The task: The answer must consist of every line in the data below that holds the word "parts".

Items from a dataset:

────────────────────────────────────────

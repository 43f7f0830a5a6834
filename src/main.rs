//! Main entry point for the relzip CLI app

fn main() -> std::process::ExitCode {
    if let Err(e) = relzip::cli_runner::run_cli_app() {
        eprintln!("Error: {}", e);
        return std::process::ExitCode::FAILURE;
    }
    std::process::ExitCode::SUCCESS
}
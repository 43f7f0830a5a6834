use std::path::PathBuf;

use thiserror::Error;

/// Result alias used throughout the `relzip` crate.
pub type Result<T> = std::result::Result<T, ArchiverError>;

/// The primary error type for all operations in the `relzip` crate.
#[derive(Debug, Error)]
pub enum ArchiverError {
    /// A path was missing, unreadable, or unwritable.
    /// Includes the path where the error happened.
    #[error("filesystem error on path '{}': {source}", path.display())]
    Filesystem {
        path: PathBuf,
        #[source]
        source: std::io::Error,
    },

    /// A walked path did not live under the root it was walked from.
    #[error("could not strip prefix '{}' from path '{}'", prefix.display(), path.display())]
    StripPrefix { prefix: PathBuf, path: PathBuf },

    /// The file name cannot be stored as a ZIP entry name.
    #[error("file name is not valid UTF-8: '{}'", path.display())]
    NonUtf8Name { path: PathBuf },

    /// Entry names must be a single, non-empty path component.
    #[error("invalid entry name '{name}'")]
    InvalidName { name: String },

    /// A file and a folder were requested under the same sibling name.
    #[error("entry '{name}' already exists with a different kind")]
    NameConflict { name: String },

    /// A compression option is out of range for the selected algorithm.
    #[error("invalid option: {0}")]
    InvalidOption(String),

    /// Any failure reported by the archive codec, passed through unchanged.
    #[error("archive codec error: {0}")]
    Codec(#[from] zip::result::ZipError),
}

impl ArchiverError {
    /// Wraps an I/O error together with the path it occurred on.
    pub fn fs(path: impl Into<PathBuf>, source: std::io::Error) -> Self {
        ArchiverError::Filesystem { path: path.into(), source }
    }
}
//! # In-Memory Archive Tree
//!
//! This module defines the logical structure of an archive before it is handed to a codec.
//! An [`Archive`] is an ownership tree of [`Entry`] values rooted at an unnamed folder. It
//! mirrors the directory it was built from: every directory becomes a [`Folder`], every
//! included regular file becomes a [`FileEntry`] holding its exact bytes.
//!
//! Entries are added through [`Folder::folder`] and [`Folder::file`], which keep sibling
//! names unique.

use crate::{ArchiverError, Result};

/// A single node of the archive tree.
#[derive(Debug, Clone, PartialEq, Eq)]
pub enum Entry {
    File(FileEntry),
    Folder(Folder),
}

impl Entry {
    pub fn name(&self) -> &str {
        match self {
            Entry::File(f) => &f.name,
            Entry::Folder(d) => &d.name,
        }
    }

    pub fn is_folder(&self) -> bool {
        matches!(self, Entry::Folder(_))
    }
}

/// A regular file and its contents.
#[derive(Debug, Clone, PartialEq, Eq)]
pub struct FileEntry {
    name: String,
    contents: Vec<u8>,
}

impl FileEntry {
    pub fn name(&self) -> &str {
        &self.name
    }

    pub fn contents(&self) -> &[u8] {
        &self.contents
    }
}

/// A directory with an ordered list of children.
#[derive(Debug, Clone, PartialEq, Eq, Default)]
pub struct Folder {
    name: String,
    children: Vec<Entry>,
}

impl Folder {
    fn named(name: &str) -> Self {
        Self { name: name.to_string(), children: Vec::new() }
    }

    pub fn name(&self) -> &str {
        &self.name
    }

    /// Children in insertion order.
    pub fn children(&self) -> &[Entry] {
        &self.children
    }

    pub fn is_empty(&self) -> bool {
        self.children.is_empty()
    }

    /// Looks up a direct child by name.
    pub fn get(&self, name: &str) -> Option<&Entry> {
        self.children.iter().find(|e| e.name() == name)
    }

    /// Returns the child folder called `name`, creating it if it does not exist yet.
    pub fn folder(&mut self, name: &str) -> Result<&mut Folder> {
        validate_name(name)?;
        let idx = match self.children.iter().position(|e| e.name() == name) {
            Some(idx) => idx,
            None => {
                self.children.push(Entry::Folder(Folder::named(name)));
                self.children.len() - 1
            }
        };
        match &mut self.children[idx] {
            Entry::Folder(folder) => Ok(folder),
            Entry::File(_) => Err(ArchiverError::NameConflict { name: name.to_string() }),
        }
    }

    /// Adds a file, replacing the contents of an existing file with the same name.
    pub fn file(&mut self, name: &str, contents: Vec<u8>) -> Result<()> {
        validate_name(name)?;
        match self.children.iter_mut().find(|e| e.name() == name) {
            Some(Entry::File(existing)) => existing.contents = contents,
            Some(Entry::Folder(_)) => {
                return Err(ArchiverError::NameConflict { name: name.to_string() })
            }
            None => self.children.push(Entry::File(FileEntry { name: name.to_string(), contents })),
        }
        Ok(())
    }

    /// Walks down a chain of folder names, creating missing folders on the way.
    pub fn descend<'a, I>(&mut self, names: I) -> Result<&mut Folder>
    where
        I: IntoIterator<Item = &'a str>,
    {
        let mut current = self;
        for name in names {
            current = current.folder(name)?;
        }
        Ok(current)
    }
}

/// The root of an archive tree. Itself an unnamed folder.
#[derive(Debug, Clone, PartialEq, Eq, Default)]
pub struct Archive {
    root: Folder,
}

impl Archive {
    pub fn new() -> Self {
        Self::default()
    }

    pub fn root(&self) -> &Folder {
        &self.root
    }

    pub fn root_mut(&mut self) -> &mut Folder {
        &mut self.root
    }

    /// Shorthand for `root_mut().folder(name)`.
    pub fn folder(&mut self, name: &str) -> Result<&mut Folder> {
        self.root.folder(name)
    }

    /// Shorthand for `root_mut().file(name, contents)`.
    pub fn file(&mut self, name: &str, contents: Vec<u8>) -> Result<()> {
        self.root.file(name, contents)
    }

    pub fn file_count(&self) -> usize {
        self.flatten().iter().filter(|(_, e)| !e.is_folder()).count()
    }

    pub fn folder_count(&self) -> usize {
        self.flatten().iter().filter(|(_, e)| e.is_folder()).count()
    }

    /// Sum of all file contents in bytes.
    pub fn total_bytes(&self) -> u64 {
        self.flatten()
            .iter()
            .map(|(_, e)| match e {
                Entry::File(f) => f.contents.len() as u64,
                Entry::Folder(_) => 0,
            })
            .sum()
    }

    /// Looks up an entry by a `/`-separated path. A trailing `/` is ignored.
    pub fn lookup(&self, path: &str) -> Option<&Entry> {
        let mut parts = path.trim_end_matches('/').split('/').peekable();
        let mut folder = &self.root;
        while let Some(part) = parts.next() {
            let entry = folder.get(part)?;
            if parts.peek().is_none() {
                return Some(entry);
            }
            match entry {
                Entry::Folder(f) => folder = f,
                Entry::File(_) => return None,
            }
        }
        None
    }

    /// Depth-first listing of every entry, parents before their children.
    ///
    /// Paths are `/`-joined from the archive root; folder paths carry a trailing `/`,
    /// matching ZIP directory entries.
    pub fn flatten(&self) -> Vec<(String, &Entry)> {
        let mut out = Vec::new();
        flatten_into(&self.root, "", &mut out);
        out
    }
}

fn flatten_into<'a>(folder: &'a Folder, prefix: &str, out: &mut Vec<(String, &'a Entry)>) {
    for child in &folder.children {
        match child {
            Entry::File(f) => out.push((format!("{prefix}{}", f.name), child)),
            Entry::Folder(d) => {
                let path = format!("{prefix}{}/", d.name);
                out.push((path.clone(), child));
                flatten_into(d, &path, out);
            }
        }
    }
}

/// `\` is an ordinary file-name character on Unix and only a separator on Windows.
fn is_separator(c: char) -> bool {
    c == '/' || (cfg!(windows) && c == '\\')
}

fn validate_name(name: &str) -> Result<()> {
    if name.is_empty() || name == "." || name == ".." || name.contains(is_separator) {
        return Err(ArchiverError::InvalidName { name: name.to_string() });
    }
    Ok(())
}
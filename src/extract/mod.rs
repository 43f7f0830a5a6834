//! # Archive Inspection
//!
//! Read-side helpers for a release archive that has already been written: listing its
//! entries, unpacking it, and checking it against the source tree it was built from.

use std::collections::{BTreeMap, BTreeSet};
use std::fs::File;
use std::io::BufReader;
use std::path::Path;

use tracing::debug;
use zip::ZipArchive;

use crate::archive::Entry;
use crate::collect::{self, ScanOptions};
use crate::{ArchiverError, Result};

/// One entry of a written archive.
#[derive(Debug, Clone, PartialEq, Eq)]
pub struct ListedEntry {
    pub name: String,
    pub is_dir: bool,
    pub size: u64,
    pub compressed_size: u64,
    pub crc32: u32,
}

/// Differences between a written archive and its source tree.
#[derive(Debug, Clone, Default, PartialEq, Eq)]
pub struct VerifyReport {
    /// In the source tree but not in the archive.
    pub missing: Vec<String>,
    /// In the archive but not in the source tree.
    pub unexpected: Vec<String>,
    /// Present in both, but with different contents or a different kind.
    pub modified: Vec<String>,
}

impl VerifyReport {
    pub fn is_clean(&self) -> bool {
        self.missing.is_empty() && self.unexpected.is_empty() && self.modified.is_empty()
    }
}

fn open(archive_path: &Path) -> Result<ZipArchive<BufReader<File>>> {
    let file = File::open(archive_path).map_err(|e| ArchiverError::fs(archive_path, e))?;
    Ok(ZipArchive::new(BufReader::new(file))?)
}

/// Lists every entry in the archive at `archive_path`, in stored order.
pub fn list_entries(archive_path: &Path) -> Result<Vec<ListedEntry>> {
    let mut zip = open(archive_path)?;
    let mut entries = Vec::with_capacity(zip.len());
    for i in 0..zip.len() {
        let f = zip.by_index(i)?;
        entries.push(ListedEntry {
            name: f.name().to_string(),
            is_dir: f.is_dir(),
            size: f.size(),
            compressed_size: f.compressed_size(),
            crc32: f.crc32(),
        });
    }
    Ok(entries)
}

/// Unpacks the archive into `out_dir`, creating it if needed.
///
/// Entry names that would resolve outside `out_dir` are rejected by the codec.
pub fn extract_archive(archive_path: &Path, out_dir: &Path) -> Result<()> {
    let mut zip = open(archive_path)?;
    std::fs::create_dir_all(out_dir).map_err(|e| ArchiverError::fs(out_dir, e))?;
    zip.extract(out_dir)?;
    debug!(archive = %archive_path.display(), out = %out_dir.display(), entries = zip.len(), "extracted");
    Ok(())
}

/// Compares the archive at `archive_path` with what packing `root` would produce today.
pub fn verify_archive(archive_path: &Path, root: &Path, options: &ScanOptions) -> Result<VerifyReport> {
    let expected = collect::build_archive(root, options)?;
    let actual: BTreeMap<String, ListedEntry> = list_entries(archive_path)?
        .into_iter()
        .map(|e| (e.name.clone(), e))
        .collect();

    let mut report = VerifyReport::default();
    let mut seen = BTreeSet::new();
    for (path, entry) in expected.flatten() {
        let Some(listed) = actual.get(&path) else {
            report.missing.push(path);
            continue;
        };
        let matches = match entry {
            Entry::Folder(_) => listed.is_dir,
            Entry::File(f) => {
                !listed.is_dir
                    && listed.size == f.contents().len() as u64
                    && listed.crc32 == crc32fast::hash(f.contents())
            }
        };
        if !matches {
            report.modified.push(path.clone());
        }
        seen.insert(path);
    }

    report.unexpected = actual.into_keys().filter(|name| !seen.contains(name)).collect();
    Ok(report)
}
//! End-to-end packing: walk the source tree, serialize it, write the release archive.
//!
//! The archive is only written once the whole tree has been read and serialized, so a
//! failure anywhere before the final write leaves no output file behind.

use std::path::{Path, PathBuf};

use tracing::info;

use crate::collect::{self, ScanOptions};
use crate::common::{DEFAULT_OUTPUT, DEFAULT_ROOT};
use crate::compress::{self, CompressOptions};
use crate::{fsx, Result};

/// Everything a pack run needs.
#[derive(Debug, Clone)]
pub struct PackOptions {
    /// Source directory.
    pub root: PathBuf,
    /// Destination archive, overwritten if present.
    pub output: PathBuf,
    pub scan: ScanOptions,
    pub compress: CompressOptions,
}

impl Default for PackOptions {
    fn default() -> Self {
        Self {
            root: PathBuf::from(DEFAULT_ROOT),
            output: PathBuf::from(DEFAULT_OUTPUT),
            scan: ScanOptions::default(),
            compress: CompressOptions::default(),
        }
    }
}

/// What a successful pack produced.
#[derive(Debug, Clone, PartialEq, Eq)]
pub struct PackSummary {
    pub files: usize,
    pub folders: usize,
    pub skipped: usize,
    /// Sum of the included files' sizes.
    pub input_bytes: u64,
    /// Size of the written archive.
    pub archive_bytes: u64,
}

/// Writes serialized archive bytes to `dest`, replacing any existing file.
pub fn write_archive(bytes: &[u8], dest: &Path) -> Result<()> {
    fsx::write_atomic(dest, bytes)
}

/// Packs `options.root` into `options.output`.
pub fn pack(options: &PackOptions) -> Result<PackSummary> {
    // Reject bad levels before spending time on the walk.
    options.compress.validate()?;

    let outcome = collect::scan(&options.root, &options.scan)?;
    let archive = outcome.archive;
    let bytes = compress::serialize(&archive, &options.compress)?;
    write_archive(&bytes, &options.output)?;

    let summary = PackSummary {
        files: archive.file_count(),
        folders: archive.folder_count(),
        skipped: outcome.skipped.len(),
        input_bytes: archive.total_bytes(),
        archive_bytes: bytes.len() as u64,
    };
    info!(
        root = %options.root.display(),
        output = %options.output.display(),
        files = summary.files,
        folders = summary.folders,
        skipped = summary.skipped,
        input_bytes = summary.input_bytes,
        archive_bytes = summary.archive_bytes,
        "wrote release archive"
    );
    Ok(summary)
}

#[cfg(test)]
mod tests {
    use super::*;
    use crate::ArchiverError;
    use std::fs;
    use tempfile::tempdir;

    #[test]
    fn test_pack_reports_counts() {
        let dir = tempdir().unwrap();
        let root = dir.path().join("dist");
        fs::create_dir_all(root.join("vendor")).unwrap();
        fs::write(root.join("app.js"), b"12345").unwrap();
        fs::write(root.join("app.js.map"), b"{}").unwrap();
        fs::write(root.join("vendor/lib.js"), b"678").unwrap();

        let options = PackOptions {
            root,
            output: dir.path().join("release.zip"),
            ..PackOptions::default()
        };
        let summary = pack(&options).unwrap();

        assert_eq!(summary.files, 2);
        assert_eq!(summary.folders, 1);
        assert_eq!(summary.skipped, 1);
        assert_eq!(summary.input_bytes, 8);
        assert_eq!(summary.archive_bytes, fs::metadata(&options.output).unwrap().len());
    }

    #[test]
    fn test_failed_walk_writes_nothing() {
        let dir = tempdir().unwrap();
        let options = PackOptions {
            root: dir.path().join("missing"),
            output: dir.path().join("release.zip"),
            ..PackOptions::default()
        };

        assert!(matches!(pack(&options), Err(ArchiverError::Filesystem { .. })));
        assert!(!options.output.exists());
    }

    #[test]
    fn test_invalid_level_fails_before_writing() {
        let dir = tempdir().unwrap();
        fs::create_dir_all(dir.path().join("dist")).unwrap();
        let mut options = PackOptions {
            root: dir.path().join("dist"),
            output: dir.path().join("release.zip"),
            ..PackOptions::default()
        };
        options.compress.level = Some(0);

        assert!(matches!(pack(&options), Err(ArchiverError::InvalidOption(_))));
        assert!(!options.output.exists());
    }
}
//! Common defaults and the file exclusion rule.
// Shared constants and small value types used by the walker and the CLI.

use std::path::Path;

/// Source directory packed when nothing else is configured.
pub const DEFAULT_ROOT: &str = "dist";
/// Archive written when nothing else is configured.
pub const DEFAULT_OUTPUT: &str = "release.zip";
/// Source maps are never shipped in a release archive.
pub const DEFAULT_EXCLUDED_EXTENSIONS: &[&str] = &["map"];

/// Decides which regular files are left out of the archive.
///
/// A file is excluded when its last dot-suffix equals one of the configured
/// extensions. The comparison is exact and case-sensitive: with the default
/// rule `app.js.map` is excluded, `app.map.js` is kept, and so is a file
/// literally named `.map` (it has no extension, only a leading dot).
#[derive(Debug, Clone, PartialEq, Eq)]
pub struct ExcludeRule {
    extensions: Vec<String>,
}

impl ExcludeRule {
    /// Builds a rule from extensions given with or without a leading dot.
    pub fn new<I, S>(extensions: I) -> Self
    where
        I: IntoIterator<Item = S>,
        S: AsRef<str>,
    {
        let extensions = extensions
            .into_iter()
            .map(|e| e.as_ref().trim_start_matches('.').to_string())
            .filter(|e| !e.is_empty())
            .collect();
        Self { extensions }
    }

    /// A rule that keeps every file.
    pub fn none() -> Self {
        Self { extensions: Vec::new() }
    }

    pub fn extensions(&self) -> &[String] {
        &self.extensions
    }

    /// Returns true if a file with this name must be skipped.
    pub fn is_excluded(&self, file_name: &str) -> bool {
        match Path::new(file_name).extension().and_then(|e| e.to_str()) {
            Some(ext) => self.extensions.iter().any(|x| x == ext),
            None => false,
        }
    }
}

impl Default for ExcludeRule {
    fn default() -> Self {
        Self::new(DEFAULT_EXCLUDED_EXTENSIONS)
    }
}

────────────────────────────────────────

Exercise solution:
        let mut parts = path.trim_end_matches('/').split('/').peekable();
        while let Some(part) = parts.next() {
            if parts.peek().is_none() {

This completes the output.